Sports Pointers, St. Louis – October 6, 1944
By Johnnie O’Hara

What Earl McCready failed to accomplish in two separate attempts, he hopes to accomplish twice on the same night, October 6, at Kiel Auditorium, when he meets the Champion Bill Longson in a two out of three fall match for the title.

In his two losses, McCready points out that he was on the short end of the decisions, both times by flukes. He feels that the Champ’s luck won’t be good enough for two fluke falls in one match, and he has something there.

Wrestling experts are puzzled over McCready. By all measurements he should be champion. He has the background that few wrestlers can boast. McCready has been wrestling since he was able to walk. When ready for college he chose the school famous for its wrestling teams and matriculated at Oklahoma A & M. Here he became one of the school’s legendary figures. Wrestling teams that came after McCready’s graduation constantly were told of Earl’s great feats, as football hopefuls at Missouri are told about Pitchin’ Paul Christman.
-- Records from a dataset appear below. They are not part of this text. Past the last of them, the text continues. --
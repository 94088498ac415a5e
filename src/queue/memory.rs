//! In-memory FIFO queue
//!
//! Single-process queue for development and the minimal mode. Messages in the
//! same group are delivered one at a time; a message that is not acked within
//! the visibility timeout becomes deliverable again.

use super::{FifoQueue, QueueMessage};
use crate::error::QueueError;
use async_trait::async_trait;
use std::collections::{HashMap, HashSet, VecDeque};
use std::sync::{Mutex, MutexGuard};
use std::time::Duration;
use tokio::sync::Notify;
use tokio::time::Instant;
use tracing::{debug, warn};
use uuid::Uuid;

pub const DEFAULT_CAPACITY: usize = 1000;
pub const DEFAULT_VISIBILITY_TIMEOUT: Duration = Duration::from_secs(5);

#[derive(Debug, Clone)]
struct Entry {
    seq: u64,
    id: String,
    group: String,
    body: String,
}

#[derive(Debug)]
struct InFlight {
    entry: Entry,
    visible_at: Instant,
}

#[derive(Debug, Default)]
struct State {
    next_seq: u64,
    ready: VecDeque<Entry>,
    in_flight: HashMap<String, InFlight>,
}

impl State {
    fn len(&self) -> usize {
        self.ready.len() + self.in_flight.len()
    }

    /// Return expired in-flight messages to the ready list in original order.
    fn requeue_expired(&mut self, now: Instant) -> usize {
        let expired: Vec<String> = self
            .in_flight
            .iter()
            .filter(|(_, f)| f.visible_at <= now)
            .map(|(receipt, _)| receipt.clone())
            .collect();

        for receipt in &expired {
            self.restore(receipt);
        }

        expired.len()
    }

    /// Move an in-flight message back to its place in the ready list.
    fn restore(&mut self, receipt: &str) -> bool {
        let Some(flight) = self.in_flight.remove(receipt) else {
            return false;
        };
        let pos = self
            .ready
            .iter()
            .position(|e| e.seq > flight.entry.seq)
            .unwrap_or(self.ready.len());
        self.ready.insert(pos, flight.entry);
        true
    }

    fn take_next(&mut self, visibility: Duration, now: Instant) -> Option<QueueMessage> {
        let busy: HashSet<&str> = self
            .in_flight
            .values()
            .map(|f| f.entry.group.as_str())
            .collect();

        let pos = self.ready.iter().position(|e| !busy.contains(e.group.as_str()))?;
        let entry = self.ready.remove(pos)?;
        let receipt = Uuid::new_v4().to_string();

        let message = QueueMessage {
            id: entry.id.clone(),
            group: entry.group.clone(),
            body: entry.body.clone(),
            receipt: receipt.clone(),
        };

        self.in_flight.insert(
            receipt,
            InFlight {
                entry,
                visible_at: now + visibility,
            },
        );

        Some(message)
    }

    fn next_expiry(&self) -> Option<Instant> {
        self.in_flight.values().map(|f| f.visible_at).min()
    }
}

/// Bounded in-process FIFO queue.
#[derive(Debug)]
pub struct InMemoryFifoQueue {
    name: String,
    capacity: usize,
    visibility_timeout: Duration,
    state: Mutex<State>,
    notify: Notify,
}

impl InMemoryFifoQueue {
    pub fn new(name: impl Into<String>, capacity: usize, visibility_timeout: Duration) -> Self {
        Self {
            name: name.into(),
            capacity,
            visibility_timeout,
            state: Mutex::new(State::default()),
            notify: Notify::new(),
        }
    }

    pub fn with_defaults(name: impl Into<String>) -> Self {
        Self::new(name, DEFAULT_CAPACITY, DEFAULT_VISIBILITY_TIMEOUT)
    }

    /// Messages currently held, including unacked ones.
    pub fn len(&self) -> usize {
        self.lock().map(|s| s.len()).unwrap_or(0)
    }

    pub fn is_empty(&self) -> bool {
        self.len() == 0
    }

    fn lock(&self) -> Result<MutexGuard<'_, State>, QueueError> {
        self.state.lock().map_err(|_| QueueError::Backend {
            queue: self.name.clone(),
            message: "queue state lock poisoned".to_string(),
        })
    }
}

#[async_trait]
impl FifoQueue for InMemoryFifoQueue {
    fn name(&self) -> &str {
        &self.name
    }

    async fn enqueue(&self, group: &str, body: String) -> Result<(), QueueError> {
        {
            let mut state = self.lock()?;
            if state.len() >= self.capacity {
                return Err(QueueError::Full {
                    queue: self.name.clone(),
                    capacity: self.capacity,
                });
            }

            let seq = state.next_seq;
            state.next_seq += 1;
            state.ready.push_back(Entry {
                seq,
                id: Uuid::new_v4().to_string(),
                group: group.to_string(),
                body,
            });
        }

        debug!(queue = %self.name, group = %group, "Message enqueued");
        self.notify.notify_waiters();
        Ok(())
    }

    async fn dequeue(&self, wait: Duration) -> Result<Option<QueueMessage>, QueueError> {
        let deadline = Instant::now() + wait;

        loop {
            let notified = self.notify.notified();
            tokio::pin!(notified);
            notified.as_mut().enable();

            let wake_at = {
                let now = Instant::now();
                let mut state = self.lock()?;

                let requeued = state.requeue_expired(now);
                if requeued > 0 {
                    warn!(queue = %self.name, count = requeued, "Redelivering unacknowledged messages");
                }

                if let Some(message) = state.take_next(self.visibility_timeout, now) {
                    return Ok(Some(message));
                }

                if now >= deadline {
                    return Ok(None);
                }

                state.next_expiry().map_or(deadline, |expiry| expiry.min(deadline))
            };

            tokio::select! {
                _ = &mut notified => {}
                _ = tokio::time::sleep_until(wake_at) => {}
            }
        }
    }

    async fn ack(&self, message: &QueueMessage) -> Result<(), QueueError> {
        {
            let mut state = self.lock()?;
            if state.in_flight.remove(&message.receipt).is_none() {
                return Err(QueueError::UnknownReceipt {
                    queue: self.name.clone(),
                    receipt: message.receipt.clone(),
                });
            }
        }

        // The group may have another message waiting.
        self.notify.notify_waiters();
        Ok(())
    }

    async fn nack(&self, message: &QueueMessage) -> Result<(), QueueError> {
        {
            let mut state = self.lock()?;
            if !state.restore(&message.receipt) {
                return Err(QueueError::UnknownReceipt {
                    queue: self.name.clone(),
                    receipt: message.receipt.clone(),
                });
            }
        }

        debug!(queue = %self.name, id = %message.id, "Message returned for redelivery");
        self.notify.notify_waiters();
        Ok(())
    }
}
In professional circles McCready advanced rapidly to several titles, but has never held the American heavyweight championship, although the Canadian and British Empire crowns have been his. McCready is confident that he is the best heavyweight in the game today. Certainly he is the most scientific grappler of the dreadnaught class.
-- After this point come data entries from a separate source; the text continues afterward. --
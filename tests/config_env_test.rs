//! Environment Configuration Integration Tests

use alert_host::bootstrap;
use alert_host::error::{BackendError, ConfigError};
use alert_host::{ConfigManager, Error, StartupConfig};
use std::collections::HashMap;
use std::fs;
use tempfile::TempDir;

fn load(vars: &[(&str, String)]) -> Result<StartupConfig, ConfigError> {
    let vars: HashMap<String, String> = vars.iter().map(|(k, v)| (k.to_string(), v.clone())).collect();
    ConfigManager::load_from_lookup(|key| vars.get(key).cloned())
}

fn settings_dir() -> TempDir {
    let dir = TempDir::new().unwrap();
    fs::write(dir.path().join("manager.yaml"), "adminUsers: [U1]\nreminderInterval: 1h\n").unwrap();
    fs::write(
        dir.path().join("api.yaml"),
        "routingRules:\n  - name: all\n    matchAll: true\n    channel: C1\n",
    )
    .unwrap();
    dir
}

fn path_var(dir: &TempDir, file: &str) -> String {
    dir.path().join(file).to_string_lossy().into_owned()
}

#[test]
fn test_environment_drives_validation() {
    let dir = settings_dir();
    let config = load(&[
        ("QUEUE_MODE", "in-memory".to_string()),
        ("DATABASE_MODE", "in-memory".to_string()),
        ("MANAGER_SETTINGS_FILENAME", path_var(&dir, "manager.yaml")),
        ("API_SETTINGS_FILENAME", path_var(&dir, "api.yaml")),
    ])
    .unwrap();

    let settings = bootstrap::check(&config).unwrap();
    assert!(settings.manager.is_admin("U1"));
    assert!(settings.manager.extra.contains_key("reminderInterval"));
    assert_eq!(settings.api.routing_rules[0].channel, "C1");
}

#[test]
fn test_unset_mode_is_rejected() {
    let dir = settings_dir();
    let config = load(&[
        ("QUEUE_MODE", String::new()),
        ("MANAGER_SETTINGS_FILENAME", path_var(&dir, "manager.yaml")),
        ("API_SETTINGS_FILENAME", path_var(&dir, "api.yaml")),
    ])
    .unwrap();

    let err = bootstrap::check(&config).err().unwrap();
    assert!(matches!(
        err,
        Error::Backend(BackendError::UnknownBackendKind { kind: "queue", .. })
    ));
}

#[test]
fn test_malformed_value_is_configuration_error() {
    let err = load(&[("ENABLE_METRICS", "sometimes".to_string())]).unwrap_err();
    match err {
        ConfigError::InvalidConfiguration { key, value, .. } => {
            assert_eq!(key, "ENABLE_METRICS");
            assert_eq!(value, "sometimes");
        }
        other => panic!("unexpected error: {other}"),
    }
}

#[test]
fn test_metrics_port_must_differ_from_rest_port() {
    let err = load(&[("REST_PORT", "9090".to_string())]).unwrap_err();
    assert!(matches!(err, ConfigError::InvalidConfiguration { ref key, .. } if key == "METRICS_PORT"));

    let config = load(&[("REST_PORT", "9090".to_string()), ("ENABLE_METRICS", "false".to_string())]).unwrap();
    assert!(!config.enable_metrics);
}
McCready pays tribute to Longson’s ability as an opportunist. He says that he has met men just as rough and tough as the champion but that they missed going to the heights because they did not have the ability to seize an opening when it presented itself. “That,” says McCready, “is the secret of Longson’s success. I’ll try to leave no openings for Bill this time, and since it will be two out of three falls, he will have to watch himself so that I don’t get him off guard.”

The protagonists are much alike. Both weigh around 240 and are of approximately the same height. The similarity does not end there for they are as much alike in countenance that they could pass anywhere as brothers.

Longson, asked to pick the best man he has met, without hesitation, named Earl McCready. Big Bill said, “I’ve beat him twice, but the wins were both too close for my own comfort. That guy knows everything there is to know about the game. Yes, I expect to win again, but you can say for me that McCready is no pushover.